> _RECORDS PROVIDED_:
-- Opening Marker --
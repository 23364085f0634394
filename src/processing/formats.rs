//! Image format detection and handling

use std::path::Path;

use crate::config::ImageFormat;
use crate::error::{FastPipeError, Result};

/// Detect image format from file extension
pub fn detect_format_from_path<P: AsRef<Path>>(path: P) -> Result<ImageFormat> {
    let path = path.as_ref();
    let extension = path
        .extension()
        .and_then(|ext| ext.to_str())
        .ok_or_else(|| FastPipeError::unsupported_format("Unknown", Some(path.to_path_buf())))?;

    extension
        .parse::<ImageFormat>()
        .map_err(|_| FastPipeError::unsupported_format(extension, Some(path.to_path_buf())))
}

/// Detect image format from the leading magic bytes
pub fn sniff(data: &[u8]) -> Result<ImageFormat> {
    let kind = infer::get(data).ok_or_else(|| {
        FastPipeError::unsupported_format("Unknown (magic bytes)", None)
    })?;

    match kind.mime_type() {
        "image/jpeg" => Ok(ImageFormat::Jpeg),
        "image/png" => Ok(ImageFormat::Png),
        "image/webp" => Ok(ImageFormat::WebP),
        "image/gif" => Ok(ImageFormat::Gif),
        "image/tiff" => Ok(ImageFormat::Tiff),
        "image/bmp" => Ok(ImageFormat::Bmp),
        other => Err(FastPipeError::unsupported_format(other, None)),
    }
}

/// Sniff and require a format the pipeline can decode
pub fn sniff_decodable(data: &[u8]) -> Result<ImageFormat> {
    let format = sniff(data)?;
    if format.can_decode() {
        Ok(format)
    } else {
        Err(FastPipeError::unsupported_format(format.to_string(), None))
    }
}

/// Convert our ImageFormat to image crate format
impl From<ImageFormat> for image::ImageFormat {
    fn from(format: ImageFormat) -> Self {
        match format {
            ImageFormat::Jpeg => image::ImageFormat::Jpeg,
            ImageFormat::Png => image::ImageFormat::Png,
            ImageFormat::WebP => image::ImageFormat::WebP,
            ImageFormat::Gif => image::ImageFormat::Gif,
            ImageFormat::Tiff => image::ImageFormat::Tiff,
            ImageFormat::Bmp => image::ImageFormat::Bmp,
        }
    }
}

/// Get supported input file extensions
pub fn supported_input_formats() -> &'static [&'static str] {
    &["jpg", "jpeg", "png", "webp", "gif", "tiff", "tif"]
}

/// Get supported output file extensions
pub fn supported_output_formats() -> &'static [&'static str] {
    &["jpg", "jpeg", "png", "webp"]
}

/// Check if a file extension is supported for input
pub fn is_supported_input_format(extension: &str) -> bool {
    supported_input_formats()
        .iter()
        .any(|&fmt| fmt.eq_ignore_ascii_case(extension))
}

/// Check if a file extension is supported for output
pub fn is_supported_output_format(extension: &str) -> bool {
    supported_output_formats()
        .iter()
        .any(|&fmt| fmt.eq_ignore_ascii_case(extension))
}
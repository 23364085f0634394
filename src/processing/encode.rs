//! Encoding a [`PixelBuffer`] to JPEG, PNG or WebP bytes

use image::codecs::png::{CompressionType, FilterType, PngEncoder};
use image::codecs::webp::WebPEncoder;
use image::{ColorType, ImageEncoder};
use jpeg_encoder::SamplingFactor;
use tracing::debug;

use crate::config::{ChromaSubsampling, EncodeOptions, ImageFormat};
use crate::error::{FastPipeError, Result};
use crate::processing::buffer::{Channels, PixelBuffer};

/// Largest dimension a baseline JPEG can carry
const JPEG_MAX_DIMENSION: u32 = u16::MAX as u32;

/// Encode `buffer` as `format`. Options are checked against the format first.
pub fn encode(
    buffer: &PixelBuffer,
    format: ImageFormat,
    options: &EncodeOptions,
) -> Result<Vec<u8>> {
    options.validate_for(format)?;

    let bytes = match format {
        ImageFormat::Jpeg => encode_jpeg(buffer, options),
        ImageFormat::Png => encode_png(buffer, options),
        ImageFormat::WebP => encode_webp(buffer),
        other => Err(FastPipeError::encode(other, format!("{} output is not supported", other))),
    }?;

    debug!(
        "Encoded {}x{} {:?} as {} ({} bytes)",
        buffer.width(),
        buffer.height(),
        buffer.channels(),
        format,
        bytes.len()
    );
    Ok(bytes)
}

impl From<ChromaSubsampling> for SamplingFactor {
    fn from(subsampling: ChromaSubsampling) -> Self {
        match subsampling {
            ChromaSubsampling::Yuv420 => SamplingFactor::R_4_2_0,
            ChromaSubsampling::Yuv422 => SamplingFactor::R_4_2_2,
            ChromaSubsampling::Yuv444 => SamplingFactor::R_4_4_4,
        }
    }
}

fn encode_jpeg(buffer: &PixelBuffer, options: &EncodeOptions) -> Result<Vec<u8>> {
    let (width, height) = (buffer.width(), buffer.height());
    if width > JPEG_MAX_DIMENSION || height > JPEG_MAX_DIMENSION {
        return Err(FastPipeError::encode(
            ImageFormat::Jpeg,
            format!(
                "{}x{} exceeds the JPEG limit of {} pixels per side",
                width, height, JPEG_MAX_DIMENSION
            ),
        ));
    }

    // JPEG has no alpha; drop it
    let (data, color) = match buffer.channels() {
        Channels::Luma => (buffer.as_bytes().to_vec(), jpeg_encoder::ColorType::Luma),
        Channels::LumaAlpha => (
            buffer.as_bytes().chunks_exact(2).map(|p| p[0]).collect(),
            jpeg_encoder::ColorType::Luma,
        ),
        Channels::Rgb => (buffer.as_bytes().to_vec(), jpeg_encoder::ColorType::Rgb),
        Channels::Rgba => (
            buffer
                .as_bytes()
                .chunks_exact(4)
                .flat_map(|p| [p[0], p[1], p[2]])
                .collect(),
            jpeg_encoder::ColorType::Rgb,
        ),
    };

    let quality = options.quality.unwrap_or(EncodeOptions::DEFAULT_QUALITY);
    let mut out = Vec::new();
    let mut encoder = jpeg_encoder::Encoder::new(&mut out, quality);
    encoder.set_progressive(options.progressive.unwrap_or(false));
    encoder.set_sampling_factor(options.chroma_subsampling.unwrap_or_default().into());

    encoder
        .encode(&data, width as u16, height as u16, color)
        .map_err(|e| FastPipeError::encode(ImageFormat::Jpeg, e.to_string()))?;

    Ok(out)
}

fn image_color(channels: Channels) -> ColorType {
    match channels {
        Channels::Luma => ColorType::L8,
        Channels::LumaAlpha => ColorType::La8,
        Channels::Rgb => ColorType::Rgb8,
        Channels::Rgba => ColorType::Rgba8,
    }
}

/// Map a zlib level onto the encoder's compression presets
pub fn png_compression(level: u8) -> CompressionType {
    match level {
        0..=3 => CompressionType::Fast,
        4..=6 => CompressionType::Default,
        _ => CompressionType::Best,
    }
}

fn encode_png(buffer: &PixelBuffer, options: &EncodeOptions) -> Result<Vec<u8>> {
    let compression = png_compression(
        options
            .compression_level
            .unwrap_or(EncodeOptions::DEFAULT_COMPRESSION_LEVEL),
    );
    let filter = if options.adaptive_filtering.unwrap_or(false) {
        FilterType::Adaptive
    } else {
        FilterType::NoFilter
    };

    let mut out = Vec::new();
    PngEncoder::new_with_quality(&mut out, compression, filter)
        .write_image(
            buffer.as_bytes(),
            buffer.width(),
            buffer.height(),
            image_color(buffer.channels()),
        )
        .map_err(|e| FastPipeError::encode(ImageFormat::Png, e.to_string()))?;

    Ok(out)
}

fn encode_webp(buffer: &PixelBuffer) -> Result<Vec<u8>> {
    let mut out = Vec::new();

    // The lossless encoder takes RGB(A) and L(A) alike
    WebPEncoder::new_lossless(&mut out)
        .encode(
            buffer.as_bytes(),
            buffer.width(),
            buffer.height(),
            image_color(buffer.channels()),
        )
        .map_err(|e| FastPipeError::encode(ImageFormat::WebP, e.to_string()))?;

    Ok(out)
}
-- Closing Marker --
> _WORK INSTRUCTION_: Give every entry again, character for character.

> _TASK RESULT_:
repository 23364085f0634394
filename src/processing/formats.rs
//! Image format detection and handling

use std::path::Path;

use crate::config::ImageFormat;
use crate::error::{FastPipeError, Result};

/// Detect image format from file extension
pub fn detect_format_from_path<P: AsRef<Path>>(path: P) -> Result<ImageFormat> {
    let path = path.as_ref();
    let extension = path
        .extension()
        .and_then(|ext| ext.to_str())
        .ok_or_else(|| FastPipeError::unsupported_format("Unknown", Some(path.to_path_buf())))?;

    extension
        .parse::<ImageFormat>()
        .map_err(|_| FastPipeError::unsupported_format(extension, Some(path.to_path_buf())))
}

/// Detect image format from the leading magic bytes
pub fn sniff(data: &[u8]) -> Result<ImageFormat> {
    let kind = infer::get(data).ok_or_else(|| {
        FastPipeError::unsupported_format("Unknown (magic bytes)", None)
    })?;

    match kind.mime_type() {
        "image/jpeg" => Ok(ImageFormat::Jpeg),
        "image/png" => Ok(ImageFormat::Png),
        "image/webp" => Ok(ImageFormat::WebP),
        "image/gif" => Ok(ImageFormat::Gif),
        "image/tiff" => Ok(ImageFormat::Tiff),
        "image/bmp" => Ok(ImageFormat::Bmp),
        other => Err(FastPipeError::unsupported_format(other, None)),
    }
}

/// Sniff and require a format the pipeline can decode
pub fn sniff_decodable(data: &[u8]) -> Result<ImageFormat> {
    let format = sniff(data)?;
    if format.can_decode() {
        Ok(format)
    } else {
        Err(FastPipeError::unsupported_format(format.to_string(), None))
    }
}

/// Convert our ImageFormat to image crate format
impl From<ImageFormat> for image::ImageFormat {
    fn from(format: ImageFormat) -> Self {
        match format {
            ImageFormat::Jpeg => image::ImageFormat::Jpeg,
            ImageFormat::Png => image::ImageFormat::Png,
            ImageFormat::WebP => image::ImageFormat::WebP,
            ImageFormat::Gif => image::ImageFormat::Gif,
            ImageFormat::Tiff => image::ImageFormat::Tiff,
            ImageFormat::Bmp => image::ImageFormat::Bmp,
        }
    }
}

/// Get supported input file extensions
pub fn supported_input_formats() -> &'static [&'static str] {
    &["jpg", "jpeg", "png", "webp", "gif", "tiff", "tif"]
}

/// Get supported output file extensions
pub fn supported_output_formats() -> &'static [&'static str] {
    &["jpg", "jpeg", "png", "webp"]
}

/// Check if a file extension is supported for input
pub fn is_supported_input_format(extension: &str) -> bool {
    supported_input_formats()
        .iter()
        .any(|&fmt| fmt.eq_ignore_ascii_case(extension))
}

/// Check if a file extension is supported for output
pub fn is_supported_output_format(extension: &str) -> bool {
    supported_output_formats()
        .iter()
        .any(|&fmt| fmt.eq_ignore_ascii_case(extension))
}
repository 23364085f0634394
filename src/processing/encode.rs
//! Encoding a [`PixelBuffer`] to JPEG, PNG or WebP bytes

use image::codecs::png::{CompressionType, FilterType, PngEncoder};
use image::codecs::webp::WebPEncoder;
use image::{ColorType, ImageEncoder};
use jpeg_encoder::SamplingFactor;
use tracing::debug;

use crate::config::{ChromaSubsampling, EncodeOptions, ImageFormat};
use crate::error::{FastPipeError, Result};
use crate::processing::buffer::{Channels, PixelBuffer};

/// Largest dimension a baseline JPEG can carry
const JPEG_MAX_DIMENSION: u32 = u16::MAX as u32;

/// Encode `buffer` as `format`. Options are checked against the format first.
pub fn encode(
    buffer: &PixelBuffer,
    format: ImageFormat,
    options: &EncodeOptions,
) -> Result<Vec<u8>> {
    options.validate_for(format)?;

    let bytes = match format {
        ImageFormat::Jpeg => encode_jpeg(buffer, options),
        ImageFormat::Png => encode_png(buffer, options),
        ImageFormat::WebP => encode_webp(buffer),
        other => Err(FastPipeError::encode(other, format!("{} output is not supported", other))),
    }?;

    debug!(
        "Encoded {}x{} {:?} as {} ({} bytes)",
        buffer.width(),
        buffer.height(),
        buffer.channels(),
        format,
        bytes.len()
    );
    Ok(bytes)
}

impl From<ChromaSubsampling> for SamplingFactor {
    fn from(subsampling: ChromaSubsampling) -> Self {
        match subsampling {
            ChromaSubsampling::Yuv420 => SamplingFactor::R_4_2_0,
            ChromaSubsampling::Yuv422 => SamplingFactor::R_4_2_2,
            ChromaSubsampling::Yuv444 => SamplingFactor::R_4_4_4,
        }
    }
}

fn encode_jpeg(buffer: &PixelBuffer, options: &EncodeOptions) -> Result<Vec<u8>> {
    let (width, height) = (buffer.width(), buffer.height());
    if width > JPEG_MAX_DIMENSION || height > JPEG_MAX_DIMENSION {
        return Err(FastPipeError::encode(
            ImageFormat::Jpeg,
            format!(
                "{}x{} exceeds the JPEG limit of {} pixels per side",
                width, height, JPEG_MAX_DIMENSION
            ),
        ));
    }

    // JPEG has no alpha; drop it
    let (data, color) = match buffer.channels() {
        Channels::Luma => (buffer.as_bytes().to_vec(), jpeg_encoder::ColorType::Luma),
        Channels::LumaAlpha => (
            buffer.as_bytes().chunks_exact(2).map(|p| p[0]).collect(),
            jpeg_encoder::ColorType::Luma,
        ),
        Channels::Rgb => (buffer.as_bytes().to_vec(), jpeg_encoder::ColorType::Rgb),
        Channels::Rgba => (
            buffer
                .as_bytes()
                .chunks_exact(4)
                .flat_map(|p| [p[0], p[1], p[2]])
                .collect(),
            jpeg_encoder::ColorType::Rgb,
        ),
    };

    let quality = options.quality.unwrap_or(EncodeOptions::DEFAULT_QUALITY);
    let mut out = Vec::new();
    let mut encoder = jpeg_encoder::Encoder::new(&mut out, quality);
    encoder.set_progressive(options.progressive.unwrap_or(false));
    encoder.set_sampling_factor(options.chroma_subsampling.unwrap_or_default().into());

    encoder
        .encode(&data, width as u16, height as u16, color)
        .map_err(|e| FastPipeError::encode(ImageFormat::Jpeg, e.to_string()))?;

    Ok(out)
}

fn image_color(channels: Channels) -> ColorType {
    match channels {
        Channels::Luma => ColorType::L8,
        Channels::LumaAlpha => ColorType::La8,
        Channels::Rgb => ColorType::Rgb8,
        Channels::Rgba => ColorType::Rgba8,
    }
}

/// Map a zlib level onto the encoder's compression presets
pub fn png_compression(level: u8) -> CompressionType {
    match level {
        0..=3 => CompressionType::Fast,
        4..=6 => CompressionType::Default,
        _ => CompressionType::Best,
    }
}

fn encode_png(buffer: &PixelBuffer, options: &EncodeOptions) -> Result<Vec<u8>> {
    let compression = png_compression(
        options
            .compression_level
            .unwrap_or(EncodeOptions::DEFAULT_COMPRESSION_LEVEL),
    );
    let filter = if options.adaptive_filtering.unwrap_or(false) {
        FilterType::Adaptive
    } else {
        FilterType::NoFilter
    };

    let mut out = Vec::new();
    PngEncoder::new_with_quality(&mut out, compression, filter)
        .write_image(
            buffer.as_bytes(),
            buffer.width(),
            buffer.height(),
            image_color(buffer.channels()),
        )
        .map_err(|e| FastPipeError::encode(ImageFormat::Png, e.to_string()))?;

    Ok(out)
}

fn encode_webp(buffer: &PixelBuffer) -> Result<Vec<u8>> {
    let mut out = Vec::new();

    // The lossless encoder takes RGB(A) and L(A) alike
    WebPEncoder::new_lossless(&mut out)
        .encode(
            buffer.as_bytes(),
            buffer.width(),
            buffer.height(),
            image_color(buffer.channels()),
        )
        .map_err(|e| FastPipeError::encode(ImageFormat::WebP, e.to_string()))?;

    Ok(out)
}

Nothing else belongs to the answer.